* **Exercise instructions**
If a line in the entries below includes "usize", show that line.

* **Task input**
----------
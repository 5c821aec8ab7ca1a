//! 网络模拟模块
//!
//! 此模块包含网络拓扑（节点、分层网络、地址）、路由、数据包，以及把
//! 拓扑与计算机组合起来的仿真世界。

// 子模块声明
mod addressing;
mod deliver_packet;
mod error;
mod id;
mod net_world;
mod network;
mod node;
mod packet;
mod routing;
mod stats;
mod topology;

// 重新导出公共接口
pub use deliver_packet::{DeliverPacket, TickComputers};
pub use error::{RouteError, TopologyError};
pub use id::{NetId, NetworkId, NodeKey};
pub use net_world::{Computer, ComputerId, DeviceInterface, NetWorld, WorldConfig};
pub use network::Network;
pub use node::{NetNode, NetNodeKind};
pub use packet::{Address, Handshake, Keepalive, Packet, Payload, TCP_PROTOCOL};
pub use routing::{NodeMatcher, shortest_path};
pub use stats::Stats;
pub use topology::Topology;
//! 数据包类型
//!
//! `Packet` 在发出后即不再修改。协议内部的控制消息（握手、保活、拆除）
//! 与应用数据共用 `Payload`，由类型区分而不是由字符串前缀区分。

use super::id::NetId;
use serde::{Deserialize, Serialize};
use serde_json::Value;
use std::fmt;

/// 可靠传输层使用的协议标签
pub const TCP_PROTOCOL: &str = "tcp";

/// socket 端点：地址 + 端口
#[derive(Debug, Clone, PartialEq, Eq, PartialOrd, Ord, Hash, Serialize, Deserialize)]
pub struct Address {
    pub net_id: NetId,
    pub port: u16,
}

impl Address {
    pub fn new(net_id: NetId, port: u16) -> Self {
        Self { net_id, port }
    }
}

impl fmt::Display for Address {
    fn fmt(&self, f: &mut fmt::Formatter<'_>) -> fmt::Result {
        write!(f, "{}:{}", self.net_id, self.port)
    }
}

/// 三次握手消息
#[derive(Debug, Clone, Copy, PartialEq, Eq, Serialize, Deserialize)]
#[serde(tag = "step", rename_all = "kebab-case")]
pub enum Handshake {
    Syn { seq: u32 },
    SynAck { seq: u32, ack: u32 },
    Ack { ack: u32 },
}

/// 保活消息
#[derive(Debug, Clone, Copy, PartialEq, Eq, Serialize, Deserialize)]
#[serde(rename_all = "snake_case")]
pub enum Keepalive {
    Req,
    Rsp,
}

/// 数据包负载
#[derive(Debug, Clone, PartialEq, Serialize, Deserialize)]
#[serde(rename_all = "snake_case")]
pub enum Payload {
    Handshake(Handshake),
    Keepalive(Keepalive),
    Teardown,
    /// 应用数据，任意可序列化的值
    Data(Value),
}

impl Payload {
    pub fn is_control(&self) -> bool {
        !matches!(self, Payload::Data(_))
    }
}

impl fmt::Display for Payload {
    fn fmt(&self, f: &mut fmt::Formatter<'_>) -> fmt::Result {
        match self {
            Payload::Handshake(Handshake::Syn { seq }) => write!(f, "$_handshake syn {seq}"),
            Payload::Handshake(Handshake::SynAck { seq, ack }) => {
                write!(f, "$_handshake syn-ack {seq} {ack}")
            }
            Payload::Handshake(Handshake::Ack { ack }) => write!(f, "$_handshake ack {ack}"),
            Payload::Keepalive(Keepalive::Req) => f.write_str("$_keepalive req"),
            Payload::Keepalive(Keepalive::Rsp) => f.write_str("$_keepalive rsp"),
            Payload::Teardown => f.write_str("$_teardown"),
            Payload::Data(v) => write!(f, "{v}"),
        }
    }
}

/// 网络数据包
#[derive(Debug, Clone, PartialEq, Serialize, Deserialize)]
pub struct Packet {
    pub source: Address,
    pub destination: Address,
    pub protocol: String,
    pub data: Payload,
}

impl Packet {
    pub fn new(source: Address, destination: Address, protocol: impl Into<String>, data: Payload) -> Self {
        Self {
            source,
            destination,
            protocol: protocol.into(),
            data,
        }
    }

    pub fn tcp(source: Address, destination: Address, data: Payload) -> Self {
        Self::new(source, destination, TCP_PROTOCOL, data)
    }

    pub fn is_tcp(&self) -> bool {
        self.protocol == TCP_PROTOCOL
    }
}
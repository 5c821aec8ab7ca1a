//! 单层网络图
//!
//! `Network` 只记录成员、节点编号和无向边；节点本身存放在
//! [`Topology`](super::Topology) 的 arena 中。所有修改都经由 `Topology`，
//! 以便同时维护节点上的 `network`/`node_id` 字段和设备地址。

use std::collections::{BTreeMap, BTreeSet, VecDeque};

use super::id::{NetworkId, NodeKey};
use serde::{Deserialize, Serialize};

#[derive(Debug, Clone, Serialize, Deserialize)]
pub struct Network {
    id: NetworkId,
    name: String,
    /// node_id -> 成员
    members: BTreeMap<u32, NodeKey>,
    /// 无向邻接表，每个成员都有一项（可能为空）
    adjacency: BTreeMap<NodeKey, BTreeSet<NodeKey>>,
}

impl Network {
    pub(crate) fn new(id: NetworkId, name: impl Into<String>) -> Self {
        Self {
            id,
            name: name.into(),
            members: BTreeMap::new(),
            adjacency: BTreeMap::new(),
        }
    }

    pub fn id(&self) -> NetworkId {
        self.id
    }

    pub fn name(&self) -> &str {
        &self.name
    }

    /// 所有成员，按节点编号升序
    pub fn net_nodes(&self) -> impl Iterator<Item = NodeKey> + '_ {
        self.members.values().copied()
    }

    pub fn len(&self) -> usize {
        self.members.len()
    }

    pub fn is_empty(&self) -> bool {
        self.members.is_empty()
    }

    pub fn contains_net_node(&self, node: NodeKey) -> bool {
        self.adjacency.contains_key(&node)
    }

    /// 与 `node` 直接相连的节点；`node` 不是成员时为空
    pub fn connected_net_nodes(&self, node: NodeKey) -> impl Iterator<Item = NodeKey> + '_ {
        self.adjacency.get(&node).into_iter().flatten().copied()
    }

    pub fn connected_net_node_count(&self, node: NodeKey) -> usize {
        self.adjacency.get(&node).map_or(0, BTreeSet::len)
    }

    pub fn net_node_by_node_id(&self, node_id: u32) -> Option<NodeKey> {
        self.members.get(&node_id).copied()
    }

    pub fn has_connection(&self, a: NodeKey, b: NodeKey) -> bool {
        self.adjacency.get(&a).is_some_and(|n| n.contains(&b))
    }

    /// 所有无向边，每条只出现一次（`a < b`）
    pub fn connections(&self) -> impl Iterator<Item = (NodeKey, NodeKey)> + '_ {
        self.adjacency
            .iter()
            .flat_map(|(&a, nbrs)| nbrs.iter().filter(move |&&b| a < b).map(move |&b| (a, b)))
    }

    /// 当前未被占用的最小节点编号
    pub(crate) fn lowest_free_node_id(&self) -> u32 {
        let mut candidate = 0;
        for &used in self.members.keys() {
            if used != candidate {
                break;
            }
            candidate += 1;
        }
        candidate
    }

    pub(crate) fn insert_member(&mut self, node: NodeKey) -> u32 {
        let node_id = self.lowest_free_node_id();
        self.members.insert(node_id, node);
        self.adjacency.entry(node).or_default();
        node_id
    }

    /// 移除成员及其所有边，返回失去连接的邻居
    pub(crate) fn remove_member(&mut self, node: NodeKey, node_id: u32) -> BTreeSet<NodeKey> {
        self.members.remove(&node_id);
        let nbrs = self.adjacency.remove(&node).unwrap_or_default();
        for n in &nbrs {
            if let Some(set) = self.adjacency.get_mut(n) {
                set.remove(&node);
            }
        }
        nbrs
    }

    pub(crate) fn add_edge(&mut self, a: NodeKey, b: NodeKey) {
        self.adjacency.entry(a).or_default().insert(b);
        self.adjacency.entry(b).or_default().insert(a);
    }

    pub(crate) fn remove_edge(&mut self, a: NodeKey, b: NodeKey) -> bool {
        let removed = self.adjacency.get_mut(&a).is_some_and(|n| n.remove(&b));
        if let Some(n) = self.adjacency.get_mut(&b) {
            n.remove(&a);
        }
        removed
    }

    /// 从 `start` 出发能到达的所有成员（含 `start`）
    pub(crate) fn component_of(&self, start: NodeKey) -> BTreeSet<NodeKey> {
        let mut seen = BTreeSet::new();
        if !self.contains_net_node(start) {
            return seen;
        }
        let mut q = VecDeque::from([start]);
        seen.insert(start);
        while let Some(v) = q.pop_front() {
            for n in self.connected_net_nodes(v) {
                if seen.insert(n) {
                    q.push_back(n);
                }
            }
        }
        seen
    }
}
//! 拓扑与路由错误

use super::id::{NetId, NetworkId, NodeKey};
use thiserror::Error;

/// 拓扑结构修改失败。失败时拓扑保持原状。
#[derive(Debug, Clone, PartialEq, Eq, Error)]
pub enum TopologyError {
    #[error("unknown node {0:?}")]
    UnknownNode(NodeKey),

    #[error("unknown network {0:?}")]
    UnknownNetwork(NetworkId),

    #[error("node {0:?} cannot be connected to itself")]
    SelfConnection(NodeKey),

    #[error("node {node:?} already belongs to network {current:?}")]
    NodeInOtherNetwork { node: NodeKey, current: NetworkId },

    #[error("node {node:?} would exceed its connection limit of {max}")]
    ConnectionLimitExceeded { node: NodeKey, max: usize },

    #[error("node {0:?} is not a downlink router")]
    NotADownlinkRouter(NodeKey),

    #[error("network {network:?} is already attached below router {router:?}")]
    SubNetworkAlreadyAttached { network: NetworkId, router: NodeKey },

    #[error("attaching network {0:?} would create a tier cycle")]
    SubNetworkCycle(NetworkId),
}

/// 无法为数据包找到路径
#[derive(Debug, Clone, PartialEq, Eq, Error)]
pub enum RouteError {
    #[error("source node {0:?} has no network address")]
    NoLocalNetId(NodeKey),

    #[error("no route to {destination}")]
    NoRoute { destination: NetId },

    #[error("unknown node {0:?}")]
    UnknownNode(NodeKey),
}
----------
* **Output of the task**
    pub fn len(&self) -> usize {
    pub fn connected_net_node_count(&self, node: NodeKey) -> usize {
    ConnectionLimitExceeded { node: NodeKey, max: usize },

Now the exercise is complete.